The alcohol sensor can accurately monitor alcohol level in sweat within 15 minutes.

"What's also innovative about this technology is that the wearer doesn't need to be exercising or sweating already. The user can put on the patch and, within a few minutes, get a reading that's well correlated to his or her blood–alcohol concentration. Such a device hasn't been available until now," said Patrick Mercier, UC San Diego engineering professor.

The tattoo is equipped with screen-printed electrodes and a small hydrogel patch containing pilocarpine, a drug that passes through the skin and induces sweat.

"This device can use a Bluetooth connection, which is something a breathalyzer can't do. We've found a way to make the electronics portable and wireless, which are important for practical, real-life use," said Somayeh Imani, an electrical engineering PhD student in Mercier's lab and a co-first author on the paper.
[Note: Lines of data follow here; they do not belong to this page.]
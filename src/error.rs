//! # Engine Errors
//!
//! One taxonomy covers compile-time binding errors, recursion errors,
//! evaluation limits and extern failures. None of them is fatal: compile
//! errors degrade the offending sub-plan to an empty one, limits abort the
//! current query, extern failures produce no rows. Every error is recorded
//! in a [`Diagnostics`] accumulator so a session can report whether it ran
//! cleanly.

use crate::ast::Location;
use crate::execution::ResourceError;
use tracing::warn;

/// Engine error type
#[derive(Debug, Clone, PartialEq, Eq, thiserror::Error)]
pub enum EngineError {
    /// A variable that must be bound at this point is not
    #[error("Unbound variable '{name}' at {location}")]
    UnboundVariable { name: String, location: Location },

    /// Recursion through negation or aggregation
    #[error("Parity error: '{relation}' depends on itself through negation or aggregation")]
    Parity { relation: String },

    /// The same attribute named twice in one clause
    #[error("Duplicate attribute '{attribute}' at {location}")]
    DuplicateAttribute { attribute: String, location: Location },

    /// A clause that cannot be asserted used as a rule head or fact
    #[error("Invalid left-hand side at {location}: {kind} cannot be asserted")]
    InvalidLhs { kind: String, location: Location },

    #[error("Step limit exceeded: limit {limit} steps")]
    StepLimitExceeded { limit: u64 },

    #[error("Memory limit exceeded: used {used} bytes, limit {limit} bytes")]
    MemoryLimitExceeded { limit: usize, used: usize },

    /// An extern predicate reported failure or panicked
    #[error("Extern '{name}' failed: {message}")]
    ExternCall { name: String, message: String },

    #[error("Module '{module}' failed to load: {message}")]
    ModuleLoad { module: String, message: String },

    /// Facts or rules added to a relation that has already been evaluated
    #[error("Relation '{relation}' is already evaluated and cannot change")]
    RelationSealed { relation: String },

    #[error("Arity {arity} exceeds the supported maximum of 64 columns")]
    ArityTooLarge { arity: usize },
}

impl EngineError {
    /// Whether the error aborts the running query.
    pub fn is_limit(&self) -> bool {
        matches!(
            self,
            EngineError::StepLimitExceeded { .. } | EngineError::MemoryLimitExceeded { .. }
        )
    }
}

impl From<ResourceError> for EngineError {
    fn from(err: ResourceError) -> Self {
        match err {
            ResourceError::StepLimitExceeded { limit } => EngineError::StepLimitExceeded { limit },
            ResourceError::MemoryLimitExceeded { limit, used } => {
                EngineError::MemoryLimitExceeded { limit, used }
            }
        }
    }
}

/// Result type for engine operations
pub type EngineResult<T> = Result<T, EngineError>;

/// Error list and counter for one session.
#[derive(Debug, Default, Clone)]
pub struct Diagnostics {
    errors: Vec<EngineError>,
    count: usize,
}

impl Diagnostics {
    pub fn new() -> Self {
        Self::default()
    }

    pub fn report(&mut self, error: EngineError) {
        warn!(error = %error, "engine_error");
        self.errors.push(error);
        self.count += 1;
    }

    /// Errors reported since the session began, drained or not.
    pub fn error_count(&self) -> usize {
        self.count
    }

    pub fn is_successful(&self) -> bool {
        self.count == 0
    }

    pub fn errors(&self) -> &[EngineError] {
        &self.errors
    }

    /// Drain the collected errors; the session count is kept.
    pub fn take(&mut self) -> Vec<EngineError> {
        std::mem::take(&mut self.errors)
    }

    pub fn clear(&mut self) {
        self.errors.clear();
        self.count = 0;
    }
}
The tattoo works first by releasing pilocarpine to induce sweat. Then the sweat comes into contact with an electrode coated with alcohol oxidase, an enzyme that selectively reacts with alcohol to generate hydrogen peroxide, which is electrochemically detected. That information is sent to the electronic circuit board as electrical signals and the results are sent wirelessly to a mobile device.

The team tested the alcohol sensor on nine healthy volunteers who wore the tattoo on their arms before and after consuming an alcoholic beverage (either a bottle of beer or a glass of red wine). The readouts accurately reflected the wearers' blood–alcohol concentrations.

The results also proved that bending and moving will not affect the results.

Now the team is developing a device that could continuously monitor alcohol levels for 24 hours.